* **PROBLEM**: Only a number is wanted here: the count of lines in the entries below that include the word "Succeeded".

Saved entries
□ □ □ □
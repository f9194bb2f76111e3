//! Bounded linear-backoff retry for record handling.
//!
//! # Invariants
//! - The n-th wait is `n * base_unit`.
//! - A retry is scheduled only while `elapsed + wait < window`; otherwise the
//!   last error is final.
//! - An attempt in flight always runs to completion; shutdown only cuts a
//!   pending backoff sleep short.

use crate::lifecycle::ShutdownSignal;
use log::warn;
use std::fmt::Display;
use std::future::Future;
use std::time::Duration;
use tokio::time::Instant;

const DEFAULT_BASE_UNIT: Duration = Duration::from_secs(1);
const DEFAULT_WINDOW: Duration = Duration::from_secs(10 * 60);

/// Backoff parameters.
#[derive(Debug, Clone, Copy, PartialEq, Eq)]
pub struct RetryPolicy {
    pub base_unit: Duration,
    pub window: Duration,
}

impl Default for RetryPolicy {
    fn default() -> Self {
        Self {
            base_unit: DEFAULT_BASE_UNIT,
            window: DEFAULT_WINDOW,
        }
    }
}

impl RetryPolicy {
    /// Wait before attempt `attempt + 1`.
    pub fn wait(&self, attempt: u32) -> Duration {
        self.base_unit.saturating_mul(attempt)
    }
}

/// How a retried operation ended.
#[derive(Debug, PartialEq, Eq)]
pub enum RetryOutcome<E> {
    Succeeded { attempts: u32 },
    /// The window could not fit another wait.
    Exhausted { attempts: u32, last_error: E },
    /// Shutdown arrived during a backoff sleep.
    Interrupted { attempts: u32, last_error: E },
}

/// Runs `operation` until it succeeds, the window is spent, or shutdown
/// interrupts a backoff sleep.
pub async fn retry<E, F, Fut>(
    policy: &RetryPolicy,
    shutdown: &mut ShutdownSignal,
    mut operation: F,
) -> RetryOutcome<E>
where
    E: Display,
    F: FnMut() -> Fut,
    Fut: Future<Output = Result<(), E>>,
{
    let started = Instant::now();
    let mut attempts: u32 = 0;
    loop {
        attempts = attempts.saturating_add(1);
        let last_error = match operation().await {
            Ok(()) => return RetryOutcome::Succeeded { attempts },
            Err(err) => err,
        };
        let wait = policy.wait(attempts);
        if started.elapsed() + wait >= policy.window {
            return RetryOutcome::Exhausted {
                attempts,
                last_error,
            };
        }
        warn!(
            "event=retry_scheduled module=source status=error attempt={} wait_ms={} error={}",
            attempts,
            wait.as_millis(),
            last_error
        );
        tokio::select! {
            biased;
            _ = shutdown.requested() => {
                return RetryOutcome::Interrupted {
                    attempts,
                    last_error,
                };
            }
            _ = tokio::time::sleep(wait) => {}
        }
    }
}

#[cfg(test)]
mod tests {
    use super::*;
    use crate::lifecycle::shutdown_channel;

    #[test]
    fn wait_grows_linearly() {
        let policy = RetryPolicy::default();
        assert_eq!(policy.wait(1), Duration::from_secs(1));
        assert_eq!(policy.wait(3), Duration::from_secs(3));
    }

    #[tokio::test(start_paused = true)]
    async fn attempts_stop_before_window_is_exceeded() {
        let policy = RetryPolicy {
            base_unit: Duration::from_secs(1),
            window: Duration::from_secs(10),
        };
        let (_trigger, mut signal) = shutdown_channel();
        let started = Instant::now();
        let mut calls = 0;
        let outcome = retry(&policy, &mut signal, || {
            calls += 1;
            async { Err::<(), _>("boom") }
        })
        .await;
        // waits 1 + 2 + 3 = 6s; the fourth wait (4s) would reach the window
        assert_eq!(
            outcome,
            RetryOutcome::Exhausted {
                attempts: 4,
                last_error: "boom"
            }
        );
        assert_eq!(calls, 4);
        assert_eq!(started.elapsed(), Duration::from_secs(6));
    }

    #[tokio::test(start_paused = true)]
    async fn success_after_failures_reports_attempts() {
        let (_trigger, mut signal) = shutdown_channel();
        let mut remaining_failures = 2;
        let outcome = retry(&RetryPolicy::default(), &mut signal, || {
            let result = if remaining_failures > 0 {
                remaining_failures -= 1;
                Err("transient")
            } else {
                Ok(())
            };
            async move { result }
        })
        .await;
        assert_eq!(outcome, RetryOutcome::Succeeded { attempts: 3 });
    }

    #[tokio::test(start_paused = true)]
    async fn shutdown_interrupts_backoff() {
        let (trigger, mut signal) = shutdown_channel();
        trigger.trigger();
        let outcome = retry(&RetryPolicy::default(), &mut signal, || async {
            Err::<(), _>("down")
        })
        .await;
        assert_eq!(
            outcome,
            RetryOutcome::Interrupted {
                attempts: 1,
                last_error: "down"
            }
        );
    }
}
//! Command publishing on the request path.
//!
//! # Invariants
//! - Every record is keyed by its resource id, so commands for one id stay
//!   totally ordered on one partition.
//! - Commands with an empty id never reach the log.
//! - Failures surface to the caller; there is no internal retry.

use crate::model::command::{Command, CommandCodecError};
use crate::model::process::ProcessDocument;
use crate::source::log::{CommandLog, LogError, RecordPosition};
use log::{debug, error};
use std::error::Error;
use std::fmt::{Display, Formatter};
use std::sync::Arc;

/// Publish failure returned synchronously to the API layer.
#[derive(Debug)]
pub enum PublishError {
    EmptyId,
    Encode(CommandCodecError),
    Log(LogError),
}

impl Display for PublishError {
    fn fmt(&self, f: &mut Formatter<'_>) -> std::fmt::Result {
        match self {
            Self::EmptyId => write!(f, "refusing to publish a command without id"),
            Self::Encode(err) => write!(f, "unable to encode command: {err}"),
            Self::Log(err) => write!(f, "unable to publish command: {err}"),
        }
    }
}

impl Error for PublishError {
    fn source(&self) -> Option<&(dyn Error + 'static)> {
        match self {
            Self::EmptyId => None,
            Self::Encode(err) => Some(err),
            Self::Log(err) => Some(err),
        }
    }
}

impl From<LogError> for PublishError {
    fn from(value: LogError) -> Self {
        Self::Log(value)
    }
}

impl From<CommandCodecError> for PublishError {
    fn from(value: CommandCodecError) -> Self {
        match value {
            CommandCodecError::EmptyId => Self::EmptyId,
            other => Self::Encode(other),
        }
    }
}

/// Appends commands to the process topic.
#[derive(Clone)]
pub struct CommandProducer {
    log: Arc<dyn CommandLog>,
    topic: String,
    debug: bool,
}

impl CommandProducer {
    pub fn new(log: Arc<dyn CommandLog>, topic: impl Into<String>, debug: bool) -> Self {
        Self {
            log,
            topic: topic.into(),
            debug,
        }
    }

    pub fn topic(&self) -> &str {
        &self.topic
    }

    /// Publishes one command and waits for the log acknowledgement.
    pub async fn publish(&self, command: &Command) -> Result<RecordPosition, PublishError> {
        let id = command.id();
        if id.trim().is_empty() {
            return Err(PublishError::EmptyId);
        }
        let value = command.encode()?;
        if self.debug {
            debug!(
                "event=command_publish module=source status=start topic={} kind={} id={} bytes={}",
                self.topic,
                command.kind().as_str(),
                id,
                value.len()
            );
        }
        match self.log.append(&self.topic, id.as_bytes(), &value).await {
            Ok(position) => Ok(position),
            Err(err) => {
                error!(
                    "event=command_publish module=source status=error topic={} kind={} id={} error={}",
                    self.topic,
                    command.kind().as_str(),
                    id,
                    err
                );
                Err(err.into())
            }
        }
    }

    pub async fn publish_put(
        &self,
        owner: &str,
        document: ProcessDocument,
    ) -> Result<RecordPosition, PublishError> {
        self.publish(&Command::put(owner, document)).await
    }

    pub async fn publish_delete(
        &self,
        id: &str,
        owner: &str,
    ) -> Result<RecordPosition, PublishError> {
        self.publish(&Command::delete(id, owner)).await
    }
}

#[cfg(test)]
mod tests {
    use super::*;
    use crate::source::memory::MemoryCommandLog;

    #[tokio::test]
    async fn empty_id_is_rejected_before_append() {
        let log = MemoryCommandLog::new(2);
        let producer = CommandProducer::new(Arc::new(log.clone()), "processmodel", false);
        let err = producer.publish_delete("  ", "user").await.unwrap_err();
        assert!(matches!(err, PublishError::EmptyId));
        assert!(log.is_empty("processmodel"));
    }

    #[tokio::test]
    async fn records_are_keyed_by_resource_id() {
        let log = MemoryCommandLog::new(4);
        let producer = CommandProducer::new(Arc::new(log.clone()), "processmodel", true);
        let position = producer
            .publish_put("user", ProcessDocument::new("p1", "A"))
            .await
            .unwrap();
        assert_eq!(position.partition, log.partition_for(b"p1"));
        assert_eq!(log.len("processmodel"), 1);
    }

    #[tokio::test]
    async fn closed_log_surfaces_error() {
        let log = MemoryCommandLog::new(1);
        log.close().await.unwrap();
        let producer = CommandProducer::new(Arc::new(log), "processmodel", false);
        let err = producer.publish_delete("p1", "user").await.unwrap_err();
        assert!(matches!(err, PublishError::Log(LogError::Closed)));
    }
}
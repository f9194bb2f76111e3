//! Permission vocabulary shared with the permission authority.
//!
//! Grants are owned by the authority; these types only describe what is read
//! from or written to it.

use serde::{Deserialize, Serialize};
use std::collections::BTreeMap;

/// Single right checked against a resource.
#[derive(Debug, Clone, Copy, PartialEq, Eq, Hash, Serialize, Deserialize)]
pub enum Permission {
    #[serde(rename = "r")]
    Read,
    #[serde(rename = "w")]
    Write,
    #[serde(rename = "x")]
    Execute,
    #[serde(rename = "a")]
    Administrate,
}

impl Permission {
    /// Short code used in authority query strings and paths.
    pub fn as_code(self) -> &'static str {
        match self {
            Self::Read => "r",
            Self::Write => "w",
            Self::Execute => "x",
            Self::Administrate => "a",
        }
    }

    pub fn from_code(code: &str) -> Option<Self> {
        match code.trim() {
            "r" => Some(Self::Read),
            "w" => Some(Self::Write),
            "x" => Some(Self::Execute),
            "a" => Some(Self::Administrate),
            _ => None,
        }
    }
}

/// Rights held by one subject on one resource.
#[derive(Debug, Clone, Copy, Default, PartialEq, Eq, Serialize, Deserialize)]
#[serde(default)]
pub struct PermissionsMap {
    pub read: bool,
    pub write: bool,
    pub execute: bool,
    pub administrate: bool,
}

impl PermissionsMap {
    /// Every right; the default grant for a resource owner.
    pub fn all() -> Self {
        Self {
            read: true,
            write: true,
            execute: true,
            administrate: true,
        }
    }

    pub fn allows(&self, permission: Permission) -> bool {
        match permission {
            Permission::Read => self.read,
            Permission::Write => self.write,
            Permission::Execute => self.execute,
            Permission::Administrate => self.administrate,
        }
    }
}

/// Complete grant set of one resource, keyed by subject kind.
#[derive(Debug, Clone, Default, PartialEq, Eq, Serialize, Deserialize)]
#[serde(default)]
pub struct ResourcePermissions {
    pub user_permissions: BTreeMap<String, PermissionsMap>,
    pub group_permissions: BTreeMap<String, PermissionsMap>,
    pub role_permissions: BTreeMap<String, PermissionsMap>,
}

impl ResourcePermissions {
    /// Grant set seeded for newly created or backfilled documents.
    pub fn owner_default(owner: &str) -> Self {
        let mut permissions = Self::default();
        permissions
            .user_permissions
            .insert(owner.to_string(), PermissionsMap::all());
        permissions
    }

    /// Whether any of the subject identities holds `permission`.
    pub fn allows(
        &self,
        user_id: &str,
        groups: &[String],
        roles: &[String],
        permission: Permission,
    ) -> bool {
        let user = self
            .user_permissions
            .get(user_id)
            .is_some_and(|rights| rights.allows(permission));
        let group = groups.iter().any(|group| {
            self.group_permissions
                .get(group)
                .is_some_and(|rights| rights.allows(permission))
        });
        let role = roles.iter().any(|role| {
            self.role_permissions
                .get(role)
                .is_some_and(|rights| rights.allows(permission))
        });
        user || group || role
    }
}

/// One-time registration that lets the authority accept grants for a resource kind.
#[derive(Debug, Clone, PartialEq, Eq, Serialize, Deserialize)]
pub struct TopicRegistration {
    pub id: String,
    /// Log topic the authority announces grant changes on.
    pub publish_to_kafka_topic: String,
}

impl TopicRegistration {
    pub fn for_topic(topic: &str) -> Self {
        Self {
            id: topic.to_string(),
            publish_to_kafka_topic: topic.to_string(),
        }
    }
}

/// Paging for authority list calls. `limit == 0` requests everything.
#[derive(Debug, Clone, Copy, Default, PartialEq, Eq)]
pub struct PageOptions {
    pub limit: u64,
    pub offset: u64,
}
□ □ □ □
* **ANSWER AREA**: 3